Quando Ricciardi esce di casa per recarsi in caserma si trova davanti il brigadiere Maione in compagnia di Clara, la domestica di Livia, corsa a chiamarlo perché ha trovato la sua padrona a letto, incosciente e con una pistola in mano. Al suo fianco il maggiore Manfred von Brauchitsch, morto.
Con Il pianto dell’alba. Ultima ombra per il commissario Ricciardi Maurizio de Giovanni scrive l’atto conclusivo della saga di uno dei commissari più amati del panorama nostrano. Questa volta il caso da risolvere non è come tutti gli altri: c’è in ballo la vita di Livia Lucani, vedova Vezzi, amica di Ricciardi e da sempre innamorata di lui. Non solo, ma i nemici da smascherare non sono teppistelli di quartiere ma squadre extragovernative che si muovono nell’ombra e che non hanno problemi a far sparire chi si mette sul loro cammino.
Ecco perché il nostro commissario deve agire con estrema cautela, combattuto ancora una volta tra l’affetto che prova per Livia – misto ad un senso di colpa per il dolore procuratole – e l’amore che lo lega a Enrica, ora sua moglie e in attesa del loro bambino. Ma una mossa falsa può mettere in pericolo la vita di tutti loro.
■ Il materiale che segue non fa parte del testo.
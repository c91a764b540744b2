use actix_web::{HttpRequest, HttpResponse, Result as ActixResult};
use std::sync::Arc;
use tracing::{error, info};

use crate::models::{
    ApiResponse, ErrorCode, auth::RegisterRequest, users::requests::CreateUserRequest,
};
use crate::services::error_response;
use crate::storage::Storage;
use crate::utils::password::hash_password;
use crate::utils::validate::{validate_email, validate_password};

use super::AuthService;

pub async fn handle_register(
    service: &AuthService,
    register_request: RegisterRequest,
    request: &HttpRequest,
) -> ActixResult<HttpResponse> {
    let storage = service.get_storage(request);

    let name = register_request.name.trim().to_string();
    let email = register_request.email.trim().to_lowercase();
    let phone = register_request
        .phone
        .map(|p| p.trim().to_string())
        .filter(|p| !p.is_empty());

    // 1. 必填字段
    if name.is_empty() || email.is_empty() || register_request.password.is_empty() {
        return Ok(HttpResponse::BadRequest().json(ApiResponse::error_empty(
            ErrorCode::BadRequest,
            "Name, email and password are required",
        )));
    }

    // 2. 邮箱与密码格式
    if let Err(msg) = validate_email(&email) {
        return Ok(HttpResponse::BadRequest()
            .json(ApiResponse::error_empty(ErrorCode::UserEmailInvalid, msg)));
    }
    if let Err(msg) = validate_password(&register_request.password) {
        return Ok(HttpResponse::BadRequest()
            .json(ApiResponse::error_empty(ErrorCode::UserPasswordInvalid, msg)));
    }

    // 3. 邮箱是否已注册
    if let Err(response) = check_email_exists(&storage, &email).await {
        return Ok(response);
    }

    // 4. 哈希密码并创建用户
    let password_hash = match hash_password(&register_request.password) {
        Ok(hash) => hash,
        Err(e) => {
            error!("Password hashing failed: {}", e);
            return Ok(
                HttpResponse::InternalServerError().json(ApiResponse::error_empty(
                    ErrorCode::RegisterFailed,
                    format!("Register failed: {e}"),
                )),
            );
        }
    };

    let create_request = CreateUserRequest {
        name,
        email,
        phone,
        password_hash,
    };

    match storage.create_user(create_request).await {
        Ok(user) => {
            info!("User {} registered", user.email);
            Ok(HttpResponse::Created().json(ApiResponse::success(user, "Registration successful")))
        }
        // 并发注册同一邮箱时由唯一约束兜底
        Err(e) => Ok(error_response(&e, ErrorCode::UserEmailAlreadyExists)),
    }
}

async fn check_email_exists(storage: &Arc<dyn Storage>, email: &str) -> Result<(), HttpResponse> {
    match storage.get_user_by_email(email).await {
        Ok(Some(_)) => Err(HttpResponse::Conflict().json(ApiResponse::error_empty(
            ErrorCode::UserEmailAlreadyExists,
            "Email already exists",
        ))),
        Ok(None) => Ok(()),
        Err(e) => Err(error_response(&e, ErrorCode::RegisterFailed)),
    }
}
pub mod shutdown;
pub mod startup;
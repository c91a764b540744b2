use serde::Serialize;
use ts_rs::TS;

use super::entities::Class;

// 创建班级结果；部分学科关联失败时附带警告
#[derive(Debug, Clone, Serialize, TS)]
#[ts(export, export_to = "../frontend/src/types/generated/class.ts")]
pub struct ClassCreatedResponse {
    pub class: Class,
    pub linked_subject_ids: Vec<i64>,
    pub warnings: Vec<String>,
}
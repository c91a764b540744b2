use actix_web::{HttpRequest, HttpResponse, Result as ActixResult};

use super::SubjectService;
use crate::models::{ApiResponse, ErrorCode, subjects::requests::SubjectListParams};
use crate::services::access::current_user_id;
use crate::services::error_response;

pub async fn list_subjects(
    service: &SubjectService,
    request: &HttpRequest,
    query: SubjectListParams,
) -> ActixResult<HttpResponse> {
    let storage = service.get_storage(request);
    let user_id = match current_user_id(request) {
        Ok(id) => id,
        Err(resp) => return Ok(resp),
    };

    match storage.list_subjects_with_pagination(user_id, query).await {
        Ok(response) => Ok(HttpResponse::Ok().json(ApiResponse::success(
            response,
            "Subjects retrieved successfully",
        ))),
        Err(e) => Ok(error_response(&e, ErrorCode::Conflict)),
    }
}
use actix_web::{HttpRequest, HttpResponse, Result as ActixResult};

use super::StudentService;
use crate::models::{ApiResponse, ErrorCode, students::requests::StudentListParams};
use crate::services::error_response;

pub async fn list_students(
    service: &StudentService,
    request: &HttpRequest,
    query: StudentListParams,
) -> ActixResult<HttpResponse> {
    let storage = service.get_storage(request);

    match storage.list_students_with_pagination(query).await {
        Ok(response) => Ok(HttpResponse::Ok().json(ApiResponse::success(
            response,
            "Students retrieved successfully",
        ))),
        Err(e) => Ok(error_response(&e, ErrorCode::Conflict)),
    }
}
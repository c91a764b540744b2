use actix_web::{HttpRequest, HttpResponse, Result as ActixResult};
use tracing::info;

use super::{GradeService, check_class_subject, check_student};
use crate::models::grades::requests::AdjustFinalGradeRequest;
use crate::models::{ApiResponse, ErrorCode};
use crate::services::access::current_user_id;
use crate::services::{bad_request, error_response};
use crate::utils::validate::validate_grade_value;

/// 设置或取消最终成绩的人工调整
pub async fn adjust_final_grade(
    service: &GradeService,
    request: &HttpRequest,
    data: AdjustFinalGradeRequest,
) -> ActixResult<HttpResponse> {
    let storage = service.get_storage(request);
    let user_id = match current_user_id(request) {
        Ok(id) => id,
        Err(resp) => return Ok(resp),
    };

    if let Some(value) = data.adjusted_value
        && let Err(msg) = validate_grade_value(value)
    {
        return Ok(bad_request(ErrorCode::GradeValueInvalid, msg));
    }
    if data.use_adjusted && data.adjusted_value.is_none() {
        return Ok(bad_request(
            ErrorCode::GradeValueInvalid,
            "adjusted_value is required when use_adjusted is true",
        ));
    }

    if let Err(resp) = check_class_subject(&storage, user_id, data.class_id, data.subject_id).await
    {
        return Ok(resp);
    }
    if let Err(resp) = check_student(&storage, data.class_id, data.student_id).await {
        return Ok(resp);
    }

    match storage.adjust_final_grade(data, user_id).await {
        Ok(final_grade) => {
            info!(
                "Final grade of student {} in class {} subject {} adjusted (use_adjusted: {})",
                final_grade.student_id,
                final_grade.class_id,
                final_grade.subject_id,
                final_grade.use_adjusted
            );
            Ok(HttpResponse::Ok().json(ApiResponse::success(
                final_grade,
                "Final grade updated successfully",
            )))
        }
        Err(e) => Ok(error_response(&e, ErrorCode::Conflict)),
    }
}
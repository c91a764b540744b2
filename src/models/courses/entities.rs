use serde::{Deserialize, Serialize};
use ts_rs::TS;

// 课程实体
#[derive(Debug, Clone, Serialize, Deserialize, TS)]
#[ts(export, export_to = "../frontend/src/types/generated/course.ts")]
pub struct Course {
    pub id: i64,
    pub institution_id: i64,
    /// 列表查询时附带机构名称
    #[serde(skip_serializing_if = "Option::is_none")]
    pub institution_name: Option<String>,
    pub name: String,
    pub created_at: chrono::DateTime<chrono::Utc>,
    pub updated_at: chrono::DateTime<chrono::Utc>,
}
La paura, pensò Ricciardi. La paura, quella morsa allo stomaco e al cuore, il respiro che si fa corto, il sudore. Se hai qualcuno che ami, se qualcuno dipende da te, la paura è diversa. Cambia colore.
E lo sanno bene le persone coinvolte che sanno ma non parlano, perché temono per la propria incolumità e per quella dei propri cari.
In questo episodio si intrecciano le vicende personali e professionali di poliziotti fidati e di poliziotti corrotti imbrigliati nelle trame della politica (non solo fascista ma anche nazista). E ritroviamo – quasi a dare anche loro l’ultimo saluto al lettore – i personaggi principali che hanno accompagnato le avventure del commissario Ricciardi in tutti questi anni. Ci sono gli inseparabili Maione e Modo, c’è il femminiello Bambinella con i suoi esilaranti sketch, c’è la fedelissima Nelide più agguerrita che mai e, in qualche modo, torna anche la zia Rosa per dispensare un po’ della sua saggezza. Tutti riuniti per un gran finale che, come al solito, ha il sapore dolce-amaro (più amaro che dolce, a dire il vero).
A mio parere Maurizio de Giovanni ha creato un nuovo modo di intendere il genere giallo/poliziesco, dove non ci sono più solo la vittima, il colpevole e il movente ma ci sono i sentimenti; i suoi personaggi sono così ben caratterizzati che il lettore non sente solo una conoscenza di lunga data, ma un’affinità.
Il personaggio di Ricciardi, poi, ha cambiato il concetto stesso di eroe: è sì l’uomo che combatte le ingiustizie, che scova i criminali e li mette dietro le sbarre, ma è soprattutto un uomo tormentato, malinconico e solo, che tende a isolarsi e, per questo, a ferire chi lo ama per tenere per sé il peso del suo segreto. Un uomo per cui non c’è pace, che ha conosciuto tanti dolori e quando sta per afferrare la felicità se la vede evaporare sotto il naso, un uomo per cui (forse) non ci potrà mai essere un lieto fine. Un personaggio indimenticabile!